A pituitary hormone that regulates eggs in women and sperm in men.
Follicle-stimulating hormone, or FSH, is made by the pituitary gland. In women it helps ovarian follicles grow each cycle. In men it supports sperm production.
FSH is a key marker of fertility and of how the ovaries or testes are working. A rising FSH is one of the clearest signs that the ovaries are running low on eggs, as happens around menopause.
High FSH with low sex hormones points to a problem in the ovaries or testes. Low FSH with low sex hormones points to a pituitary or hypothalamic cause. In men, high FSH can signal impaired sperm production.
Aniva reads your result against research-backed ranges, not just the lab's wide normal. The reference shown below is specific to this biomarker.
Strongly cycle, sex, and menopause dependent. Guidance only and assay dependent. Ranges vary by lab.
| Group or phase | Reference range |
|---|---|
| Women, follicular phase | ~3 to 9 IU/L |
| Women, mid-cycle peak | ~3 to 22 IU/L |
| Women, luteal phase | ~1.5 to 8 IU/L |
| Women, postmenopausal | ~25 to 135 IU/L |
| Men | ~1.5 to 12.5 IU/L |
Source: LOINC 15067-2. Confirm against your own laboratory's range.
Your result, read with LH and your sex hormones, helps show your ovarian reserve or testicular function and where a hormone issue arises.
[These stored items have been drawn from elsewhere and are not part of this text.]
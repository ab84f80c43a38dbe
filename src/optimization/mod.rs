//! optimization — likelihood maximization, stable transforms, error surface.
//!
//! Purpose
//! -------
//! Host the numerical machinery the volatility estimator sits on: an
//! argmin-backed L-BFGS maximizer for log-likelihoods, the reparameterization
//! helpers that keep GJR-GARCH coefficients admissible for every optimizer
//! iterate, and one error type (`OptError`) that all of it reports through.
//!
//! Key behaviors
//! -------------
//! - `loglik_optimizer` maximizes an average log-likelihood `ℓ(θ)` over an
//!   unconstrained `θ ∈ ℝᵏ`, with finite-difference gradients when a model
//!   does not supply one, and finite-difference Hessians for inference.
//! - `numerical_stability` provides overflow-safe softplus / logistic /
//!   softmax maps (and their inverses) used to translate between `θ` and
//!   model-space coefficients.
//! - `errors` normalizes argmin failures, tolerance mistakes and model
//!   parameter errors into `OptError`.
//!
//! Invariants & assumptions
//! ------------------------
//! - Solvers see only unconstrained vectors; admissibility (positivity,
//!   stationarity, ν > 2) is guaranteed by the transforms, not by the solver.
//! - Every failure is an `OptError` value; nothing in this module panics on
//!   bad numerical input.
//!
//! Conventions
//! -----------
//! - Maximization of `ℓ(θ)` is implemented as minimization of `c(θ) = -ℓ(θ)`;
//!   user-facing values (`OptimOutcome::value`) are log-likelihoods.
//! - This layer does not log; callers report progress (see the `obs_slog`
//!   feature for argmin's own observer).
//!
//! Downstream usage
//! ----------------
//! - `volatility::models::gjr_garch` implements `LogLikelihood` and calls
//!   `maximize`.
//! - `inference` consumes `finite_diff::compute_hessian` for standard errors.
//!
//! Testing notes
//! -------------
//! - Submodules carry unit tests for tolerance validation, solver wiring,
//!   finite differences and transform round trips.

pub mod errors;
pub mod loglik_optimizer;
pub mod numerical_stability;

pub mod prelude {
    pub use super::errors::{OptError, OptResult};
    pub use super::loglik_optimizer::prelude::*;
    pub use super::numerical_stability::prelude::*;
}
It supports work on fertility, menopause timing, and low testosterone.
Levels change across the cycle, so timing matters. Hormonal contraception and hormone therapy suppress FSH. High-dose biotin supplements can interfere with certain assays.
Best read together with LH, estradiol, and AMH for ovarian reserve, and with total testosterone in men.